Curieusement, l’explosion survenue sous terre est pratiquement passée inaperçue. « J’ai peut-être entendu quelque chose de sourd, mais quand la police et les pompiers ont déboulé, là, j’ai sauté du lit. J’ai commencé à flipper », se souvient Philippe un habitant. De l’extérieur de l’usine, rien ne laissait imaginer la tragédie qui venait de se produire.
L’entreprise n’est pas estampillée Seveso
Carbone-Lorraine est à elle seule un pan de l’histoire industrielle du département. Construite en 1912, l’usine compte aujourd’hui 220 employés et fabrique des freins et des trains d’atterrissage en graphite pour le TGV et l’aéronautique. Une activité sensible réalisée dans des fours enfouis dans le sol et où la température des matériaux en fusion dépasse les 2 000o.

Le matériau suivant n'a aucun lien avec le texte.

//! Block I/O Module
//!
//! Fixed-size blocks addressed by byte offset inside the host file.
//!
//! ## Responsibilities
//! - Read and write whole blocks
//! - Follow and validate block chains
//! - Own the cached header and persist it on flush or drop
//!
//! ## Block Format
//! ```text
//! ┌──────────────────────┬─────────────────────────────────────┐
//! │ Next (4)             │ Payload (block_size - 4)            │
//! │ bit 31 = free block  │ zero padded after the last byte     │
//! └──────────────────────┴─────────────────────────────────────┘
//! ```
//!
//! A chain ends at a block whose next pointer is 0 (or `FREE_BIT` alone on
//! the free list). Block 0 holds the header and is never part of a chain.

mod chain;

use std::fs::File;
use std::io::{Read, Seek, SeekFrom, Write};

use bytes::BufMut;

use crate::config::DEFAULT_GROWTH_CHUNK;
use crate::error::{DatError, Result};
use crate::header::{Header, FREE_BIT, HEADER_OFFSET, HEADER_SIZE};

pub use chain::{ChainBlock, ChainIter};

/// Outcome of writing a byte stream into a chain
#[derive(Debug, Clone, Copy, PartialEq, Eq)]
pub struct ChainWrite {
    /// First block written
    pub head: u32,
    /// Number of blocks written
    pub blocks: u32,
    /// Pointer that followed the last written block before it was terminated
    pub next: u32,
}

/// The host file viewed as an array of blocks
///
/// ## Ownership
/// - The header is read once at open and is authoritative afterwards
/// - Every mutation goes through `&mut self`, so one handle is one writer
/// - A dirty header is written back by `flush()` or, failing that, on drop
pub struct BlockFile {
    /// Host file handle
    file: File,

    /// Cached header state
    header: Header,

    /// Header changed since the last flush
    dirty: bool,

    /// Free-list extension chunk in bytes
    growth_chunk: u32,

    /// fsync after writing the header
    sync_on_flush: bool,
}

impl BlockFile {
    /// Open an existing container, validating its header
    pub fn open(mut file: File) -> Result<Self> {
        let mut raw = [0u8; HEADER_SIZE];
        file.seek(SeekFrom::Start(HEADER_OFFSET))?;
        file.read_exact(&mut raw)?;

        let header = Header::decode(&raw)?;
        header.validate()?;

        let len = file.metadata()?.len();
        if len < header.file_size as u64 {
            return Err(DatError::InvalidHeader(format!(
                "host file is {} bytes, header declares {}",
                len, header.file_size
            )));
        }

        Ok(Self {
            file,
            header,
            dirty: false,
            growth_chunk: DEFAULT_GROWTH_CHUNK,
            sync_on_flush: true,
        })
    }

    /// Lay out block 0 of a new container in an empty file
    ///
    /// The returned file has no free blocks and no root directory yet.
    pub fn create(mut file: File, header: Header) -> Result<Self> {
        let mut block_zero = vec![0u8; header.block_size as usize];
        let start = HEADER_OFFSET as usize;
        block_zero[start..start + HEADER_SIZE].copy_from_slice(&header.encode());

        file.set_len(0)?;
        file.seek(SeekFrom::Start(0))?;
        file.write_all(&block_zero)?;

        Ok(Self {
            file,
            header,
            dirty: true,
            growth_chunk: DEFAULT_GROWTH_CHUNK,
            sync_on_flush: true,
        })
    }

    /// Set the free-list extension chunk
    pub fn with_growth_chunk(mut self, bytes: u32) -> Self {
        self.growth_chunk = bytes;
        self
    }

    /// fsync after header flushes
    pub fn with_sync_on_flush(mut self, sync: bool) -> Self {
        self.sync_on_flush = sync;
        self
    }

    // =========================================================================
    // Accessors
    // =========================================================================

    pub fn header(&self) -> &Header {
        &self.header
    }

    pub fn block_size(&self) -> u32 {
        self.header.block_size
    }

    /// Payload bytes per block
    pub fn payload_size(&self) -> u32 {
        self.header.payload_size()
    }

    pub fn growth_chunk(&self) -> u32 {
        self.growth_chunk
    }

    /// Whether the cached header differs from the one on disk
    pub fn is_dirty(&self) -> bool {
        self.dirty
    }

    /// Mutable header access; marks the header dirty
    pub(crate) fn header_mut(&mut self) -> &mut Header {
        self.dirty = true;
        &mut self.header
    }

    // =========================================================================
    // Raw Block Access
    // =========================================================================

    /// Read the next-pointer word of a block
    pub fn read_pointer(&mut self, offset: u32) -> Result<u32> {
        let mut word = [0u8; 4];
        self.read_raw(offset as u64, &mut word)?;
        Ok(u32::from_le_bytes(word))
    }

    /// Read the payload of a block
    pub fn read_payload(&mut self, offset: u32) -> Result<Vec<u8>> {
        let mut payload = vec![0u8; self.payload_size() as usize];
        self.read_raw(offset as u64 + 4, &mut payload)?;
        Ok(payload)
    }

    /// Write a whole block: pointer word, payload, zero padding
    pub(crate) fn write_block(&mut self, offset: u32, pointer: u32, payload: &[u8]) -> Result<()> {
        let block_size = self.block_size() as usize;
        debug_assert!(payload.len() <= block_size - 4);

        let mut block = Vec::with_capacity(block_size);
        block.put_u32_le(pointer);
        block.put_slice(payload);
        block.resize(block_size, 0);

        tracing::trace!("write block {:#010x} -> {:#010x} ({} bytes)", offset, pointer, payload.len());
        self.write_raw(offset as u64, &block)
    }

    pub(crate) fn read_raw(&mut self, position: u64, buf: &mut [u8]) -> Result<()> {
        self.file.seek(SeekFrom::Start(position))?;
        self.file.read_exact(buf)?;
        Ok(())
    }

    pub(crate) fn write_raw(&mut self, position: u64, bytes: &[u8]) -> Result<()> {
        self.file.seek(SeekFrom::Start(position))?;
        self.file.write_all(bytes)?;
        Ok(())
    }

    /// Validate one link of the chain starting at `head`
    ///
    /// Checks, in order: free bit, block alignment, data-area range.
    pub fn check_link(&self, head: u32, offset: u32) -> Result<()> {
        if offset & FREE_BIT != 0 {
            return Err(DatError::FreeBlockInChain { head, offset });
        }
        if offset % self.header.block_size != 0 {
            return Err(DatError::Alignment { offset });
        }
        if offset < self.header.block_size || offset >= self.header.file_size {
            return Err(DatError::OutOfRange {
                offset,
                file_size: self.header.file_size,
            });
        }
        Ok(())
    }

    // =========================================================================
    // Chains
    // =========================================================================

    /// Walk the links of a live chain without reading payloads
    pub fn chain(&mut self, head: u32) -> ChainIter<'_> {
        ChainIter::new(self, head, false)
    }

    /// Walk a live chain, reading each block's payload
    pub fn chain_with_payload(&mut self, head: u32) -> ChainIter<'_> {
        ChainIter::new(self, head, true)
    }

    /// Read the bytes stored in the chain at `offset`
    ///
    /// The concatenated payload must cover `expected_len`; anything past it
    /// in the final block is padding and is dropped.
    pub fn read_chain(&mut self, offset: u32, expected_len: u32) -> Result<Vec<u8>> {
        let mut data = Vec::new();
        for block in self.chain_with_payload(offset) {
            data.extend_from_slice(&block?.payload);
        }

        if data.len() < expected_len as usize {
            return Err(DatError::TruncatedData {
                head: offset,
                expected: expected_len,
                available: data.len() as u64,
            });
        }
        data.truncate(expected_len as usize);
        Ok(data)
    }

    /// Write `data` into the chain beginning at `offset`
    ///
    /// Interior blocks keep their next pointers and the final block is
    /// terminated with 0. At least one block is always written, so an empty
    /// stream still owns a head block.
    ///
    /// When `offset` is the free-list head the consumed blocks are taken off
    /// the free list. The caller guarantees the destination has capacity for
    /// `data`, either an existing chain of the same size or space reserved
    /// with `ensure_capacity`.
    pub fn write_chain(&mut self, offset: u32, data: &[u8]) -> Result<ChainWrite> {
        let payload = self.payload_size() as usize;
        let from_free_list = offset != 0 && offset == self.header.first_free_block;
        let limit = self.header.block_count();

        let mut current = offset;
        let mut remaining = data;
        let mut blocks = 0u32;

        loop {
            self.check_link(offset, current)?;
            let word = self.read_pointer(current)?;
            if from_free_list && word & FREE_BIT == 0 {
                return Err(DatError::FreeListCorrupt {
                    offset: current,
                    pointer: word,
                });
            }

            let next = word & !FREE_BIT;
            let is_last = remaining.len() <= payload;

            if !is_last && next == 0 {
                let available = (blocks as u64 + 1) * payload as u64;
                return Err(if from_free_list {
                    DatError::AllocationShortfall {
                        required: data.len() as u64,
                        available,
                    }
                } else {
                    DatError::TruncatedData {
                        head: offset,
                        expected: data.len() as u32,
                        available,
                    }
                });
            }
            if !from_free_list && !is_last && word & FREE_BIT != 0 {
                return Err(DatError::FreeBlockInChain { head: offset, offset: word });
            }

            let (chunk, rest) = remaining.split_at(remaining.len().min(payload));
            self.write_block(current, if is_last { 0 } else { next }, chunk)?;
            blocks += 1;

            if is_last {
                if from_free_list {
                    self.consume_free_blocks(blocks, next);
                }
                return Ok(ChainWrite {
                    head: offset,
                    blocks,
                    next,
                });
            }

            if blocks >= limit {
                return Err(DatError::ChainTooLong { head: offset, limit });
            }
            current = next;
            remaining = rest;
        }
    }

    // =========================================================================
    // Header Persistence
    // =========================================================================

    /// Write the header back if it changed
    pub fn flush(&mut self) -> Result<()> {
        if !self.dirty {
            return Ok(());
        }

        let raw = self.header.encode();
        self.write_raw(HEADER_OFFSET, &raw)?;
        if self.sync_on_flush {
            self.file.sync_all()?;
        }
        self.dirty = false;

        tracing::debug!("Header flushed: {}", self.header);
        Ok(())
    }
}

impl Drop for BlockFile {
    fn drop(&mut self) {
        if self.dirty {
            if let Err(e) = self.flush() {
                tracing::warn!("Failed to persist container header on drop: {}", e);
            }
        }
    }
}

Si l’entreprise n’est pas estampillée Seveso, elle fait quand même partie des installations classées et donc soumises à des normes et des inspections strictes et fréquentes.
Le drame d’hier a ravivé des craintes quelque peu enfouies dans les mémoires. « C’est fou, une boîte comme celle-ci au milieu des habitations… Il y a un vrai risque », fulmine un riverain tandis que ses proches acquiescent. « Je n’ai jamais vu un tel déploiement de secours, constate Hassan. J’habite juste en face. Tout de suite, j’ai repensé à l’explosion de l’usine AZF à Toulouse.
Le problème se pose vraiment. Est-ce que la place d’activités industrielles dangereuses telles que celle-ci est au beau milieu des immeubles d’habitations ? » À l’instar de nombreux riverains, il se souvient des accidents et des alertes déjà survenues dans les années 1980 et 1990. Plus récemment, en septembre 2003, un des six fours s’était emballé.
La surchauffe avait provoqué une fuite de gaz et un épais dégagement de fumée noire. Des alertes certes, mais aux conséquences nettement moins dramatiques qu’hier. L’arrivée des pompiers de l’unité NBC, les spécialistes des risques chimiques, n’a rien fait pour calmer les doutes.